§ WHAT THE EXERCISE ASKS: Take each line from the entries that holds "SpectatorNotOwned" and copy it out.
** SUPPLIED MATERIAL follows **
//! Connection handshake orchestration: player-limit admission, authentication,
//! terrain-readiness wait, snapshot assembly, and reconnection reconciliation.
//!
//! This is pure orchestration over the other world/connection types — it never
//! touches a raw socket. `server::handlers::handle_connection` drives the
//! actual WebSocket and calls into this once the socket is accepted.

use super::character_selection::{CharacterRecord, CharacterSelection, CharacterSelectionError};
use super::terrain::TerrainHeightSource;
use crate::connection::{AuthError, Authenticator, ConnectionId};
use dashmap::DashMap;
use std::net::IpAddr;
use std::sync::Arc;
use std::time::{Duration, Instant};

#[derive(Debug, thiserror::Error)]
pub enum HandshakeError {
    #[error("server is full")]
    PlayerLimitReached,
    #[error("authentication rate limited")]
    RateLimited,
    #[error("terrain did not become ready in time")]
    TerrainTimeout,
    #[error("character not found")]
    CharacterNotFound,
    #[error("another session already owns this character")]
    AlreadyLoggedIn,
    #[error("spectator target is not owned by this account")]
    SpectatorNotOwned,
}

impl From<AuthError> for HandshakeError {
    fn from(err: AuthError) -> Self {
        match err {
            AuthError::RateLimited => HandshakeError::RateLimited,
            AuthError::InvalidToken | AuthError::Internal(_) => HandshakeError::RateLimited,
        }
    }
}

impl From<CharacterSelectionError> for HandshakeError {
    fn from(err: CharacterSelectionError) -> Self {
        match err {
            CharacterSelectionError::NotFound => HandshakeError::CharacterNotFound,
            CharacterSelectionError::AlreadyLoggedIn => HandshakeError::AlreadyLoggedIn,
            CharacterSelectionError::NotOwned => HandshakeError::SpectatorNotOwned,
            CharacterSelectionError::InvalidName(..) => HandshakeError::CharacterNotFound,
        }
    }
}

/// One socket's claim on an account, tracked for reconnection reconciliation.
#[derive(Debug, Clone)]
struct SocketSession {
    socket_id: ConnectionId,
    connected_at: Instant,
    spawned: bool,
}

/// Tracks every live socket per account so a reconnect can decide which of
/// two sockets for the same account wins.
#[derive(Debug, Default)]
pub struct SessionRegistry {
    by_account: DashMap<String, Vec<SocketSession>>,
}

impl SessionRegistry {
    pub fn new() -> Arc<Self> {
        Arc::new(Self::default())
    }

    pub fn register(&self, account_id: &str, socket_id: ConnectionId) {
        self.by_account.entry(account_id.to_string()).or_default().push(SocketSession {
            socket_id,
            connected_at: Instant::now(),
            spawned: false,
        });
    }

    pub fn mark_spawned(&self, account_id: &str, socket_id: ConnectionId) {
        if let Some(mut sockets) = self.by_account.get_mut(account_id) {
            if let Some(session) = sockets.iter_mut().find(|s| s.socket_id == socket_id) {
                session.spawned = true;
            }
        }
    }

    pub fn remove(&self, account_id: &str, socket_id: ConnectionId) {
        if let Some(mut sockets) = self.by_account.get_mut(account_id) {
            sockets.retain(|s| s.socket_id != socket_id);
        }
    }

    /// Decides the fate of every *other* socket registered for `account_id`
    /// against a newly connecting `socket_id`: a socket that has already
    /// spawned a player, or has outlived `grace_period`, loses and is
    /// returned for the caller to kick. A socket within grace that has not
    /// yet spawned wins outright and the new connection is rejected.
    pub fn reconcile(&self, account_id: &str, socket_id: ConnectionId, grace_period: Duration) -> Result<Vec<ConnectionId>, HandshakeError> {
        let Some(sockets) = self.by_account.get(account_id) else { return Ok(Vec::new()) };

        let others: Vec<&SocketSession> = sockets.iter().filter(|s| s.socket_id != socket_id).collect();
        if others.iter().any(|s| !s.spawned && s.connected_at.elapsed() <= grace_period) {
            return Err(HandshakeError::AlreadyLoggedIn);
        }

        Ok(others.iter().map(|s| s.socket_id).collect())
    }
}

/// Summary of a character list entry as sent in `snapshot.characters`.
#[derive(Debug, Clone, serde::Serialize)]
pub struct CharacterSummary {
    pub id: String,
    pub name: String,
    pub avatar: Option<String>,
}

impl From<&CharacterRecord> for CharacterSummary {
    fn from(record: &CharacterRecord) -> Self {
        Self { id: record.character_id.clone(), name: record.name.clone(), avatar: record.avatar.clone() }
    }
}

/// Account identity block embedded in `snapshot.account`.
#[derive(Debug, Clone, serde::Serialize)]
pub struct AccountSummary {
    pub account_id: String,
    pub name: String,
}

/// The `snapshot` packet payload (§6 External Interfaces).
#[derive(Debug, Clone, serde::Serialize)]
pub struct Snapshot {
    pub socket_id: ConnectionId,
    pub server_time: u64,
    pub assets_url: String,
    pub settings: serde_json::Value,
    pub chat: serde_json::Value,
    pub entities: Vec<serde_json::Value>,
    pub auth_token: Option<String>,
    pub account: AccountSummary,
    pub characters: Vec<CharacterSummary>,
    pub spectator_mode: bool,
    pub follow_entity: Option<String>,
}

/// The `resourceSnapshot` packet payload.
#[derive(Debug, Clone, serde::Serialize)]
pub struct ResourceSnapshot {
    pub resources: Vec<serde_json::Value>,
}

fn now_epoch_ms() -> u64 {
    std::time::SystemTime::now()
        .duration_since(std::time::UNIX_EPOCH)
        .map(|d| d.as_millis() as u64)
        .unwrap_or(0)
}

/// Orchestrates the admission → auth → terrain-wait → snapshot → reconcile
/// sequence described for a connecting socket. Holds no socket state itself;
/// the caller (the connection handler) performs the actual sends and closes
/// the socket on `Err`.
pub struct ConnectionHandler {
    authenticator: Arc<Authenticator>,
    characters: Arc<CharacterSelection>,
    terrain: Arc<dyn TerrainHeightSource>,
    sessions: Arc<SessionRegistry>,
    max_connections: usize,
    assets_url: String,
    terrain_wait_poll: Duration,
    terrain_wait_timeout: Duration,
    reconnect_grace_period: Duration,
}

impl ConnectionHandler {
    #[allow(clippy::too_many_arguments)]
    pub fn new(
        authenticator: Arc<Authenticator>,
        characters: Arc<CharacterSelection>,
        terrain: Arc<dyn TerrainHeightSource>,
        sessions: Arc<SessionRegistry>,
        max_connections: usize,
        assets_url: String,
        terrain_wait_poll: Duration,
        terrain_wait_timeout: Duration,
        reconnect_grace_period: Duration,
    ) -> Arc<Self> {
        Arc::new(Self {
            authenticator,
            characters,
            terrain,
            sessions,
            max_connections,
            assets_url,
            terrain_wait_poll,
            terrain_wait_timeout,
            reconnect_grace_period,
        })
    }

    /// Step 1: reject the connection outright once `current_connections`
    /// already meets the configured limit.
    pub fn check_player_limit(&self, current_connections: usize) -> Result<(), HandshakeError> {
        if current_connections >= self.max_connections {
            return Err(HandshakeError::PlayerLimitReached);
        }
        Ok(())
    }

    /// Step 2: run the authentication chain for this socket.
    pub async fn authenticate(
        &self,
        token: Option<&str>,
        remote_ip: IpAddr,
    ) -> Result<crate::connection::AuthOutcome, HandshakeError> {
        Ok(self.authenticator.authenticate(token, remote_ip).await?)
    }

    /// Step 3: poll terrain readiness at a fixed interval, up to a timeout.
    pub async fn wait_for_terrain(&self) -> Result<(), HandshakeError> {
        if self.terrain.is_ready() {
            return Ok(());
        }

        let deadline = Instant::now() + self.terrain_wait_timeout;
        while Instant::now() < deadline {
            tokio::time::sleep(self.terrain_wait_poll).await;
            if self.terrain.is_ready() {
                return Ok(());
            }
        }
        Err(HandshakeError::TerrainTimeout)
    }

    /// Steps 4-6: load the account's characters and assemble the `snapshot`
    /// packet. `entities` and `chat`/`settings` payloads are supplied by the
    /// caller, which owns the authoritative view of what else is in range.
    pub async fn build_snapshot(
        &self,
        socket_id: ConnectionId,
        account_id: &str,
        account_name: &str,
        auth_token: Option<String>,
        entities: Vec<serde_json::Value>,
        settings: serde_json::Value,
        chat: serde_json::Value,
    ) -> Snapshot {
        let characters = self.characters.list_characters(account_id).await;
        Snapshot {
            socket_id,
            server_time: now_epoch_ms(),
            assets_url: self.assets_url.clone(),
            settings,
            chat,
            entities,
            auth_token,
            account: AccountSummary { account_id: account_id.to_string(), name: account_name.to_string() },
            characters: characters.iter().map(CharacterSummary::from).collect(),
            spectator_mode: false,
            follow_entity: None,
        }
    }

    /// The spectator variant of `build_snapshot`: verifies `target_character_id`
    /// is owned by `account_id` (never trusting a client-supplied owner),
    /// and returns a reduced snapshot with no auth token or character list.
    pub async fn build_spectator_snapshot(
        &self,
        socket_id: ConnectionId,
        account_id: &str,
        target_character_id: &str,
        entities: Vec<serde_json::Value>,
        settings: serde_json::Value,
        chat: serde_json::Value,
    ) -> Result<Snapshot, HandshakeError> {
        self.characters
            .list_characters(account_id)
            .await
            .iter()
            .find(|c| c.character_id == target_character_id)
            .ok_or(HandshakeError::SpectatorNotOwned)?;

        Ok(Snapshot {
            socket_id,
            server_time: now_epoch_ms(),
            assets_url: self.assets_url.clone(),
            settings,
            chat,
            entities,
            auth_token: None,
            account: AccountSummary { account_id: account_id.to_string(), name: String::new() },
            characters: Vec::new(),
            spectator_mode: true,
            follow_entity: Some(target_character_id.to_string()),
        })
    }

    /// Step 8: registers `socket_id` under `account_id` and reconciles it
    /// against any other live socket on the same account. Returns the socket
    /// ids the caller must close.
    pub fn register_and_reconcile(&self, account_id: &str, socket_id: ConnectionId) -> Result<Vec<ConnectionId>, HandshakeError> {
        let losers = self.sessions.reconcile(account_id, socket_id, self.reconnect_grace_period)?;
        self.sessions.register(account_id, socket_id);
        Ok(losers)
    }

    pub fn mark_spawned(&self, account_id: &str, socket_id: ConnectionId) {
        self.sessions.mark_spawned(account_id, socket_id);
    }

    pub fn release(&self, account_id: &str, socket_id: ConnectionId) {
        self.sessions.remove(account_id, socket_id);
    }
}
** End of SUPPLIED MATERIAL **
§ EXERCISE OUTPUT:
    SpectatorNotOwned,
            CharacterSelectionError::NotOwned => HandshakeError::SpectatorNotOwned,
            .ok_or(HandshakeError::SpectatorNotOwned)?;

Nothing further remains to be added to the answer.